WHAT IS EXPECTED:
Begin at the line below that has "Value::Number(n) => n" and stop after the line that has "carries invalid values.". Please restate only those lines, word for word.

Stored data:
------------------------------------
//! Live chat message decoder
//!
//! Converts raw `youtube#liveChatMessage` resources into [`Event`] values.
//! Items are decoded once, at the feed boundary:
//! - known message types become the matching event variant
//! - `chatEndedEvent` yields [`ParsedItem::Ended`]
//! - any other type is skipped (polls, sponsor-only mode toggles, tombstones)
//! - a known type missing required fields is a [`ParseError`]

use super::FeedPage;
use crate::metrics;
use crate::{
    Author, BanType, BannedUser, Event, GiftMembershipEvent, GiftMembershipReceivedEvent,
    MembershipEvent, MembershipMilestoneEvent, MessageDeleted, MessageMeta, Money, SuperChatEvent,
    SuperStickerEvent, TextMessage, UserBanned,
};
use chrono::{DateTime, Utc};
use serde::{Deserialize, Deserializer};
use serde_json::Value;
use std::time::Duration;
use tracing::{debug, warn};

/// Parse errors
#[derive(Debug, Clone, thiserror::Error, PartialEq, Eq)]
pub enum ParseError {
    /// The item does not match the resource schema
    #[error("malformed item {id}: {reason}")]
    Malformed {
        /// Item ID, or `"<unknown>"`
        id: String,
        /// What was wrong
        reason: String,
    },
}

/// Outcome of decoding one raw item
#[derive(Debug, Clone, PartialEq)]
pub enum ParsedItem {
    /// A publishable event
    Event(Event),
    /// The feed reported that the chat has ended
    Ended,
    /// A message type with no event mapping
    Skipped {
        /// The raw `snippet.type`
        message_type: String,
    },
}

/// Events decoded from one page
#[derive(Debug, Clone, Default, PartialEq)]
pub struct DecodedPage {
    /// Events in feed order
    pub events: Vec<Event>,
    /// Whether the page signalled the end of the feed
    pub ended: bool,
    /// Items skipped as unknown types
    pub skipped: usize,
    /// Items that failed to decode
    pub malformed: usize,
}

const KNOWN_TYPES: &[&str] = &[
    "textMessageEvent",
    "superChatEvent",
    "superStickerEvent",
    "newSponsorEvent",
    "memberMilestoneChatEvent",
    "membershipGiftingEvent",
    "giftMembershipReceivedEvent",
    "messageDeletedEvent",
    "userBannedEvent",
    "chatEndedEvent",
];

#[derive(Debug, Deserialize)]
#[serde(rename_all = "camelCase")]
struct RawMessage {
    id: String,
    snippet: Snippet,
    #[serde(default)]
    author_details: Option<AuthorDetails>,
}

#[derive(Debug, Deserialize)]
#[serde(rename_all = "camelCase")]
struct Snippet {
    #[serde(rename = "type")]
    message_type: String,
    #[serde(default)]
    author_channel_id: String,
    published_at: DateTime<Utc>,
    #[serde(default)]
    display_message: Option<String>,
    #[serde(default)]
    text_message_details: Option<TextMessageDetails>,
    #[serde(default)]
    super_chat_details: Option<SuperChatDetails>,
    #[serde(default)]
    super_sticker_details: Option<SuperStickerDetails>,
    #[serde(default)]
    new_sponsor_details: Option<NewSponsorDetails>,
    #[serde(default)]
    member_milestone_chat_details: Option<MemberMilestoneDetails>,
    #[serde(default)]
    membership_gifting_details: Option<MembershipGiftingDetails>,
    #[serde(default)]
    gift_membership_received_details: Option<GiftMembershipReceivedDetails>,
    #[serde(default)]
    message_deleted_details: Option<MessageDeletedDetails>,
    #[serde(default)]
    user_banned_details: Option<UserBannedDetails>,
}

#[derive(Debug, Deserialize)]
#[serde(rename_all = "camelCase")]
struct AuthorDetails {
    channel_id: String,
    #[serde(default)]
    channel_url: Option<String>,
    #[serde(default)]
    display_name: String,
    #[serde(default)]
    profile_image_url: Option<String>,
    #[serde(default)]
    is_verified: bool,
    #[serde(default)]
    is_chat_owner: bool,
    #[serde(default)]
    is_chat_sponsor: bool,
    #[serde(default)]
    is_chat_moderator: bool,
}

#[derive(Debug, Deserialize)]
#[serde(rename_all = "camelCase")]
struct TextMessageDetails {
    message_text: String,
}

#[derive(Debug, Deserialize)]
#[serde(rename_all = "camelCase")]
struct SuperChatDetails {
    #[serde(deserialize_with = "lenient_u64")]
    amount_micros: u64,
    currency: String,
    #[serde(default)]
    amount_display_string: String,
    #[serde(default)]
    user_comment: Option<String>,
    #[serde(default, deserialize_with = "lenient_u64")]
    tier: u64,
}

#[derive(Debug, Deserialize)]
#[serde(rename_all = "camelCase")]
struct SuperStickerDetails {
    super_sticker_metadata: StickerMetadata,
    #[serde(deserialize_with = "lenient_u64")]
    amount_micros: u64,
    currency: String,
    #[serde(default)]
    amount_display_string: String,
    #[serde(default, deserialize_with = "lenient_u64")]
    tier: u64,
}

#[derive(Debug, Deserialize)]
#[serde(rename_all = "camelCase")]
struct StickerMetadata {
    sticker_id: String,
    #[serde(default)]
    alt_text: String,
}

#[derive(Debug, Deserialize)]
#[serde(rename_all = "camelCase")]
struct NewSponsorDetails {
    #[serde(default)]
    member_level_name: String,
    #[serde(default)]
    is_upgrade: bool,
}

#[derive(Debug, Deserialize)]
#[serde(rename_all = "camelCase")]
struct MemberMilestoneDetails {
    #[serde(default)]
    member_level_name: String,
    #[serde(deserialize_with = "lenient_u64")]
    member_month: u64,
    #[serde(default)]
    user_comment: Option<String>,
}

#[derive(Debug, Deserialize)]
#[serde(rename_all = "camelCase")]
struct MembershipGiftingDetails {
    #[serde(deserialize_with = "lenient_u64")]
    gift_memberships_count: u64,
    #[serde(default)]
    gift_memberships_level_name: String,
}

#[derive(Debug, Deserialize)]
#[serde(rename_all = "camelCase")]
struct GiftMembershipReceivedDetails {
    #[serde(default)]
    member_level_name: String,
    gifter_channel_id: String,
    #[serde(default)]
    associated_membership_gifting_message_id: String,
}

#[derive(Debug, Deserialize)]
#[serde(rename_all = "camelCase")]
struct MessageDeletedDetails {
    deleted_message_id: String,
}

#[derive(Debug, Deserialize)]
#[serde(rename_all = "camelCase")]
struct UserBannedDetails {
    banned_user_details: BannedUserDetails,
    ban_type: String,
    #[serde(default, deserialize_with = "lenient_u64")]
    ban_duration_seconds: u64,
}

#[derive(Debug, Deserialize)]
#[serde(rename_all = "camelCase")]
struct BannedUserDetails {
    channel_id: String,
    #[serde(default)]
    display_name: String,
}

// The Data API encodes 64-bit integers as JSON strings.
fn lenient_u64<'de, D: Deserializer<'de>>(deserializer: D) -> Result<u64, D::Error> {
    match Value::deserialize(deserializer)? {
        Value::Number(n) => n
            .as_u64()
            .ok_or_else(|| serde::de::Error::custom(format!("expected unsigned integer, got {n}"))),
        Value::String(s) => s.parse().map_err(serde::de::Error::custom),
        Value::Null => Ok(0),
        other => Err(serde::de::Error::custom(format!("expected integer, got {other}"))),
    }
}

fn non_empty(s: Option<String>) -> Option<String> {
    s.filter(|s| !s.trim().is_empty())
}

fn to_u32(v: u64) -> u32 {
    u32::try_from(v).unwrap_or(u32::MAX)
}

/// Stateless decoder for live chat message resources
pub struct ItemParser;

impl ItemParser {
    /// Decode one raw item
    ///
    /// # Errors
    /// Returns [`ParseError::Malformed`] when a known message type is missing
    /// required fields or carries invalid values.
    pub fn parse_item(raw: &Value, received_at: DateTime<Utc>) -> Result<ParsedItem, ParseError> {
        let id_hint = raw
            .get("id")
            .and_then(Value::as_str)
            .unwrap_or("<unknown>")
            .to_string();
        let malformed = |reason: String| ParseError::Malformed {
            id: id_hint.clone(),
            reason,
        };

        let message_type = raw
            .pointer("/snippet/type")
            .and_then(Value::as_str)
            .ok_or_else(|| malformed("missing snippet.type".to_string()))?;

        if !KNOWN_TYPES.contains(&message_type) {
            return Ok(ParsedItem::Skipped {
                message_type: message_type.to_string(),
            });
        }
        if message_type == "chatEndedEvent" {
            return Ok(ParsedItem::Ended);
        }

        let message: RawMessage =
            serde_json::from_value(raw.clone()).map_err(|e| malformed(e.to_string()))?;
        Self::build_event(message, received_at)
            .map(ParsedItem::Event)
            .map_err(malformed)
    }

    /// Decode every item of a page, logging and counting what is not published
    pub fn decode_page(page: &FeedPage, received_at: DateTime<Utc>) -> DecodedPage {
        let mut decoded = DecodedPage {
            events: Vec::with_capacity(page.items.len()),
            ended: page.offline_at.is_some(),
            ..DecodedPage::default()
        };

        for raw in &page.items {
            match Self::parse_item(raw, received_at) {
                Ok(ParsedItem::Event(event)) => decoded.events.push(event),
                Ok(ParsedItem::Ended) => decoded.ended = true,
                Ok(ParsedItem::Skipped { message_type }) => {
                    debug!(message_type = %message_type, "Skipping unsupported chat item");
                    metrics::record_item_skipped("unsupported_type");
                    decoded.skipped += 1;
                }
                Err(e) => {
                    warn!(error = %e, "Dropping undecodable chat item");
                    metrics::record_item_skipped("malformed");
                    decoded.malformed += 1;
                }
            }
        }

        decoded
    }

    fn build_event(message: RawMessage, received_at: DateTime<Utc>) -> Result<Event, String> {
        let RawMessage {
            id,
            snippet,
            author_details,
        } = message;

        let author = match author_details {
            Some(a) => Author {
                channel_id: a.channel_id,
                display_name: a.display_name,
                channel_url: a.channel_url,
                profile_image_url: a.profile_image_url,
                is_verified: a.is_verified,
                is_chat_owner: a.is_chat_owner,
                is_chat_sponsor: a.is_chat_sponsor,
                is_chat_moderator: a.is_chat_moderator,
            },
            None => Author {
                channel_id: snippet.author_channel_id.clone(),
                ..Author::default()
            },
        };

        let meta = MessageMeta {
            id,
            author,
            published_at: snippet.published_at,
            received_at,
        };
        meta.validate()?;

        let missing = |field: &str| format!("{} without {field}", snippet.message_type);

        let event = match snippet.message_type.as_str() {
            "textMessageEvent" => {
                let text = snippet
                    .text_message_details
                    .map(|d| d.message_text)
                    .or(snippet.display_message)
                    .ok_or_else(|| missing("textMessageDetails"))?;
                Event::TextMessage(TextMessage { meta, text })
            }
            "superChatEvent" => {
                let d = snippet
                    .super_chat_details
                    .ok_or_else(|| missing("superChatDetails"))?;
                let money = Money {
                    amount_micros: d.amount_micros,
                    currency: d.currency,
                    display: d.amount_display_string,
                };
                money.validate()?;
                Event::SuperChat(SuperChatEvent {
                    meta,
                    money,
                    comment: non_empty(d.user_comment),
                    tier: to_u32(d.tier),
                })
            }
            "superStickerEvent" => {
                let d = snippet
                    .super_sticker_details
                    .ok_or_else(|| missing("superStickerDetails"))?;
                let money = Money {
                    amount_micros: d.amount_micros,
                    currency: d.currency,
                    display: d.amount_display_string,
                };
                money.validate()?;
                Event::SuperSticker(SuperStickerEvent {
                    meta,
                    money,
                    sticker_id: d.super_sticker_metadata.sticker_id,
                    alt_text: d.super_sticker_metadata.alt_text,
                    tier: to_u32(d.tier),
                })
            }
            "newSponsorEvent" => {
                let d = snippet.new_sponsor_details.unwrap_or(NewSponsorDetails {
                    member_level_name: String::new(),
                    is_upgrade: false,
                });
                Event::Membership(MembershipEvent {
                    meta,
                    level_name: d.member_level_name,
                    is_upgrade: d.is_upgrade,
                })
            }
            "memberMilestoneChatEvent" => {
                let d = snippet
                    .member_milestone_chat_details
                    .ok_or_else(|| missing("memberMilestoneChatDetails"))?;
                Event::MembershipMilestone(MembershipMilestoneEvent {
                    meta,
                    level_name: d.member_level_name,
                    months: to_u32(d.member_month),
                    comment: non_empty(d.user_comment),
                })
            }
            "membershipGiftingEvent" => {
                let d = snippet
                    .membership_gifting_details
                    .ok_or_else(|| missing("membershipGiftingDetails"))?;
                Event::GiftMembership(GiftMembershipEvent {
                    meta,
                    count: to_u32(d.gift_memberships_count),
                    level_name: d.gift_memberships_level_name,
                })
            }
            "giftMembershipReceivedEvent" => {
                let d = snippet
                    .gift_membership_received_details
                    .ok_or_else(|| missing("giftMembershipReceivedDetails"))?;
                Event::GiftMembershipReceived(GiftMembershipReceivedEvent {
                    meta,
                    level_name: d.member_level_name,
                    gifter_channel_id: d.gifter_channel_id,
                    gifting_message_id: d.associated_membership_gifting_message_id,
                })
            }
            "messageDeletedEvent" => {
                let d = snippet
                    .message_deleted_details
                    .ok_or_else(|| missing("messageDeletedDetails"))?;
                Event::MessageDeleted(MessageDeleted {
                    meta,
                    deleted_message_id: d.deleted_message_id,
                })
            }
            "userBannedEvent" => {
                let d = snippet
                    .user_banned_details
                    .ok_or_else(|| missing("userBannedDetails"))?;
                let ban = match d.ban_type.as_str() {
                    "permanent" => BanType::Permanent,
                    "temporary" => BanType::Temporary {
                        duration: Duration::from_secs(d.ban_duration_seconds),
                    },
                    other => return Err(format!("unknown ban type {other:?}")),
                };
                Event::UserBanned(UserBanned {
                    meta,
                    banned: BannedUser {
                        channel_id: d.banned_user_details.channel_id,
                        display_name: d.banned_user_details.display_name,
                    },
                    ban,
                })
            }
            other => return Err(format!("no decoder for {other}")),
        };

        Ok(event)
    }
}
------------------------------------
TASK RESPONSE:
        Value::Number(n) => n
            .as_u64()
            .ok_or_else(|| serde::de::Error::custom(format!("expected unsigned integer, got {n}"))),
        Value::String(s) => s.parse().map_err(serde::de::Error::custom),
        Value::Null => Ok(0),
        other => Err(serde::de::Error::custom(format!("expected integer, got {other}"))),
    }
}

fn non_empty(s: Option<String>) -> Option<String> {
    s.filter(|s| !s.trim().is_empty())
}

fn to_u32(v: u64) -> u32 {
    u32::try_from(v).unwrap_or(u32::MAX)
}

/// Stateless decoder for live chat message resources
pub struct ItemParser;

impl ItemParser {
    /// Decode one raw item
    ///
    /// # Errors
    /// Returns [`ParseError::Malformed`] when a known message type is missing
    /// required fields or carries invalid values.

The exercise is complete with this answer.